# Homework 2

## Instructions

This is our second homework assignment of the semester. It covers questions related to physician treatment decisions and asymmetric information. Before you get started, I want to acknowledge that the data you’re using for this assignment might be more than you’re accustomed to at this stage of your college career. That’s OK! We are here to help.

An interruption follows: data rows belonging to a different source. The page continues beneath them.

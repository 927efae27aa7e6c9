// crates/trellis-core/src/events.rs
// ============================================================================
// Module: Lifecycle Events
// Description: Structured lifecycle events for standalone servers and fixtures.
// Purpose: Emit JSON-line events without hard logging dependencies.
// Dependencies: serde, serde_json
// ============================================================================

//! ## Overview
//! Lifecycle events describe server start, stop, and failure plus fixture
//! teardown problems. Sinks write one JSON object per line so events can be
//! routed to any log pipeline. The sink is selected by the
//! `application.events.sink` property.

// ============================================================================
// SECTION: Imports
// ============================================================================

use std::fs::OpenOptions;
use std::io;
use std::io::Write;
use std::path::Path;
use std::sync::Arc;
use std::sync::Mutex;
use std::time::SystemTime;
use std::time::UNIX_EPOCH;

use serde::Serialize;

use crate::config::ConfigError;
use crate::config::Properties;
use crate::mode::Mode;

// ============================================================================
// SECTION: Constants
// ============================================================================

/// Property key selecting the event sink (`stderr`, `file`, or `none`).
pub const EVENTS_SINK_KEY: &str = "application.events.sink";
/// Property key naming the event log file for the `file` sink.
pub const EVENTS_PATH_KEY: &str = "application.events.path";

// ============================================================================
// SECTION: Types
// ============================================================================

/// Lifecycle event payload.
#[derive(Debug, Clone, PartialEq, Eq, Serialize)]
pub struct LifecycleEvent {
    /// Event identifier.
    pub event: &'static str,
    /// Event timestamp (milliseconds since epoch).
    pub timestamp_ms: u128,
    /// Mode of the instance emitting the event.
    pub mode: Mode,
    /// Server URL when known.
    #[serde(skip_serializing_if = "Option::is_none")]
    pub server_url: Option<String>,
    /// Free-form detail, typically an error message.
    #[serde(skip_serializing_if = "Option::is_none")]
    pub detail: Option<String>,
}

impl LifecycleEvent {
    /// Creates a new event with a consistent timestamp.
    #[must_use]
    pub fn new(event: &'static str, mode: Mode) -> Self {
        let timestamp_ms =
            SystemTime::now().duration_since(UNIX_EPOCH).unwrap_or_default().as_millis();
        Self {
            event,
            timestamp_ms,
            mode,
            server_url: None,
            detail: None,
        }
    }

    /// Returns a copy carrying the server URL.
    #[must_use]
    pub fn with_server_url(mut self, server_url: impl Into<String>) -> Self {
        self.server_url = Some(server_url.into());
        self
    }

    /// Returns a copy carrying a detail message.
    #[must_use]
    pub fn with_detail(mut self, detail: impl Into<String>) -> Self {
        self.detail = Some(detail.into());
        self
    }
}

// ============================================================================
// SECTION: Sinks
// ============================================================================

/// Destination for lifecycle events.
pub trait EventSink: Send + Sync {
    /// Record an event.
    fn record(&self, event: &LifecycleEvent);
}

/// Sink that logs JSON lines to stderr.
pub struct StderrEventSink;

impl EventSink for StderrEventSink {
    fn record(&self, event: &LifecycleEvent) {
        if let Ok(payload) = serde_json::to_string(event) {
            let _ = writeln!(io::stderr(), "{payload}");
        }
    }
}

/// Sink that appends JSON lines to a file.
pub struct FileEventSink {
    /// File handle used for append-only logging.
    file: Mutex<std::fs::File>,
}

impl FileEventSink {
    /// Opens the event log in append mode.
    ///
    /// # Errors
    ///
    /// Returns an error if the file cannot be opened.
    pub fn new(path: &Path) -> io::Result<Self> {
        let file = OpenOptions::new().create(true).append(true).open(path)?;
        Ok(Self {
            file: Mutex::new(file),
        })
    }
}

impl EventSink for FileEventSink {
    fn record(&self, event: &LifecycleEvent) {
        if let Ok(payload) = serde_json::to_string(event)
            && let Ok(mut file) = self.file.lock()
        {
            let _ = writeln!(file, "{payload}");
            let _ = file.flush();
        }
    }
}

/// Sink that drops every event.
pub struct NoopEventSink;

impl EventSink for NoopEventSink {
    fn record(&self, _event: &LifecycleEvent) {}
}

/// Builds the sink configured by `application.events.*`.
///
/// # Errors
///
/// Returns [`ConfigError`] for unknown sinks, a missing file path, or a file
/// that cannot be opened.
pub fn sink_from_properties(properties: &Properties) -> Result<Arc<dyn EventSink>, ConfigError> {
    match properties.get_or(EVENTS_SINK_KEY, "stderr").trim() {
        "stderr" => Ok(Arc::new(StderrEventSink)),
        "none" => Ok(Arc::new(NoopEventSink)),
        "file" => {
            let path = properties.require(EVENTS_PATH_KEY)?;
            let sink = FileEventSink::new(Path::new(path))
                .map_err(|err| ConfigError::Io(format!("{path}: {err}")))?;
            Ok(Arc::new(sink))
        }
        other => Err(ConfigError::Invalid(format!(
            "{EVENTS_SINK_KEY} must be stderr, file, or none (got `{other}`)"
        ))),
    }
}

// ============================================================================
// SECTION: Tests
// ============================================================================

Why am I asking you to work with such a seemingly large dataset (aside: it’s not really that big of a dataset, but it probably feels that way now):

- Experience with most common public data on physician behaviors and utilization
- See (with real data) physician response to payment changes (Q4)
- See (with real data) potential budget implications of payment changes (Q5, Part 3)
- Predict behaviors using the intuition from our physician agency models

Homework 2 is due by **midnight on Friday, October 18**.

## Theory Questions

Assume a physician is operating with the standard profit function, \(\pi = (p-c)x\), where \(c\) reflects a constant marginal cost of production, \(x\) denotes quantity of healthcare provided, and \(p\) denotes the price per unit of healthcare provided. Assume also that patients receive some total benefit from care received, reflected by the equation \(B(x)=10x - (1/2)x^{2}\). Patients must pay the full price, \(p\), of any care received, so that the net benefit of care to the patient is then \(B(x)-px\) (their total benefit less their costs). Finally, assume that the best outside option for the patient yields a net benefit of 8.

If the patient were to choose \(x\) to maximize their net benefit, what level of \(x\) would they choose?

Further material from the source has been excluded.